● Source data

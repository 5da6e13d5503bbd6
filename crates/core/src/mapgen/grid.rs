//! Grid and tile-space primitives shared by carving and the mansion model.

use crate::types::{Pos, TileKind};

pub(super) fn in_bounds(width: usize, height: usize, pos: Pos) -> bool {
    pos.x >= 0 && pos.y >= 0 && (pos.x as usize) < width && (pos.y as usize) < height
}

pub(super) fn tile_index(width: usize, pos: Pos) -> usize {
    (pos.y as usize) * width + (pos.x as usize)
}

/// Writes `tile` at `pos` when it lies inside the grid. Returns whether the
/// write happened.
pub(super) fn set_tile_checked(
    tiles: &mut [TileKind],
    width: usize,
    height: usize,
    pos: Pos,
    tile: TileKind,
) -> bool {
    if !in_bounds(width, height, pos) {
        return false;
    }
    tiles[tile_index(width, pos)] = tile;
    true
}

--

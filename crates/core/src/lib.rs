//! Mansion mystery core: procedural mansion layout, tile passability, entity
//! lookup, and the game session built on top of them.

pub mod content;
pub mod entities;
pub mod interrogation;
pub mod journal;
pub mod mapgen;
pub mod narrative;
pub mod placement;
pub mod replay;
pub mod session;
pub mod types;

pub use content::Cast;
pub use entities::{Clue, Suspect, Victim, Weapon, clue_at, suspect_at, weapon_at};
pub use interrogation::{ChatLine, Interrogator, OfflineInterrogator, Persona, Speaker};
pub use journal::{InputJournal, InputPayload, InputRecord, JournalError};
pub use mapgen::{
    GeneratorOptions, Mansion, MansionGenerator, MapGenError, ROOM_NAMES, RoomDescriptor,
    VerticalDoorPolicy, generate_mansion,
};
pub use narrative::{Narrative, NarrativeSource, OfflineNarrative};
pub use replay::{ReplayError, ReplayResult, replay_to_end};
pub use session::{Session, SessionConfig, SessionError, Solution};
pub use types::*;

● Your goal
Copy out each line carrying the string "filename" from the data.

● Exercise solution
filename crates/core/src/mapgen/grid.rs
filename crates/core/src/lib.rs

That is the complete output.